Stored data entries
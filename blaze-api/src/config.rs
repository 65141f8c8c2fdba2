//! API configuration

use std::{net::SocketAddr, time::Duration};

use serde::Deserialize;

/// An account allowed to obtain claims.
#[derive(Clone, Deserialize)]
pub struct ApiUser {
    pub email: String,
    pub password: String,
    /// Domain the user may send verified mail for
    pub domain: String,
}

impl std::fmt::Debug for ApiUser {
    fn fmt(&self, f: &mut std::fmt::Formatter<'_>) -> std::fmt::Result {
        f.debug_struct("ApiUser")
            .field("email", &self.email)
            .field("password", &"<redacted>")
            .field("domain", &self.domain)
            .finish()
    }
}

/// Per-client token bucket settings
#[derive(Debug, Clone, Copy, PartialEq, Deserialize)]
pub struct RateLimitConfig {
    /// Tokens added to each bucket per second
    #[serde(default = "default_requests_per_second")]
    pub requests_per_second: f64,

    /// Bucket capacity, and the number of tokens a new client starts with
    #[serde(default = "default_burst")]
    pub burst: u32,

    /// How often idle buckets are evicted
    #[serde(default = "default_sweep_interval_secs")]
    pub sweep_interval_secs: u64,

    /// Buckets untouched for this long are evicted
    #[serde(default = "default_idle_timeout_secs")]
    pub idle_timeout_secs: u64,
}

const fn default_requests_per_second() -> f64 {
    1.0
}

const fn default_burst() -> u32 {
    5
}

const fn default_sweep_interval_secs() -> u64 {
    10 * 60
}

const fn default_idle_timeout_secs() -> u64 {
    60 * 60
}

impl RateLimitConfig {
    #[must_use]
    pub const fn sweep_interval(&self) -> Duration {
        Duration::from_secs(self.sweep_interval_secs)
    }

    #[must_use]
    pub const fn idle_timeout(&self) -> Duration {
        Duration::from_secs(self.idle_timeout_secs)
    }
}

impl Default for RateLimitConfig {
    fn default() -> Self {
        Self {
            requests_per_second: default_requests_per_second(),
            burst: default_burst(),
            sweep_interval_secs: default_sweep_interval_secs(),
            idle_timeout_secs: default_idle_timeout_secs(),
        }
    }
}

/// The `api` section.
#[derive(Debug, Clone, Deserialize)]
pub struct ApiConfig {
    /// Address to bind the HTTP server
    ///
    /// Common values:
    /// - `[::]:8080` (IPv6 any address)
    /// - `127.0.0.1:8080` (localhost only)
    #[serde(default = "default_listen")]
    pub listen: SocketAddr,

    /// HMAC key for signing claims. Overridden by `BLAZE_JWT_SECRET`.
    #[serde(default)]
    pub jwt_secret: String,

    #[serde(default = "default_token_ttl_secs")]
    pub token_ttl_secs: u64,

    #[serde(default)]
    pub users: Vec<ApiUser>,

    #[serde(default)]
    pub rate_limit: RateLimitConfig,

    /// Maximum subject length in bytes
    #[serde(default = "default_max_subject_len")]
    pub max_subject_len: usize,

    /// Maximum body length in bytes
    #[serde(default = "default_max_body_len")]
    pub max_body_len: usize,

    /// Upper bound on handling one request, relaying included
    #[serde(default = "default_request_timeout_secs")]
    pub request_timeout_secs: u64,
}

fn default_listen() -> SocketAddr {
    SocketAddr::from(([0, 0, 0, 0], 8080))
}

const fn default_token_ttl_secs() -> u64 {
    24 * 60 * 60
}

const fn default_max_subject_len() -> usize {
    78
}

const fn default_max_body_len() -> usize {
    1_000_000
}

const fn default_request_timeout_secs() -> u64 {
    60
}

impl Default for ApiConfig {
    fn default() -> Self {
        Self {
            listen: default_listen(),
            jwt_secret: String::new(),
            token_ttl_secs: default_token_ttl_secs(),
            users: Vec::new(),
            rate_limit: RateLimitConfig::default(),
            max_subject_len: default_max_subject_len(),
            max_body_len: default_max_body_len(),
            request_timeout_secs: default_request_timeout_secs(),
        }
    }
}

impl ApiConfig {
    /// Find a configured user by e-mail, ignoring case
    #[must_use]
    pub fn user(&self, email: &str) -> Option<&ApiUser> {
        self.users
            .iter()
            .find(|user| user.email.eq_ignore_ascii_case(email.trim()))
    }
}

#[cfg(test)]
#[allow(clippy::unwrap_used, clippy::expect_used)]
mod tests {
    use pretty_assertions::assert_eq;

    use super::*;

    #[test]
    fn rate_limit_defaults() {
        let config = RateLimitConfig::default();
        assert_eq!(config.sweep_interval(), Duration::from_secs(600));
        assert_eq!(config.idle_timeout(), Duration::from_secs(3600));
    }

    #[test]
    fn user_lookup_ignores_case() {
        let config = ApiConfig {
            users: vec![ApiUser {
                email: "Ops@Example.com".to_string(),
                password: "hunter2".to_string(),
                domain: "example.com".to_string(),
            }],
            ..ApiConfig::default()
        };

        assert_eq!(
            config.user("ops@example.com").map(|u| u.domain.as_str()),
            Some("example.com")
        );
        assert!(config.user("other@example.com").is_none());
        assert!(!format!("{:?}", config.users[0]).contains("hunter2"));
    }
}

What is needed
Return all lines above that mention the word "evicted".

Exercise solution
    /// How often idle buckets are evicted
    /// Buckets untouched for this long are evicted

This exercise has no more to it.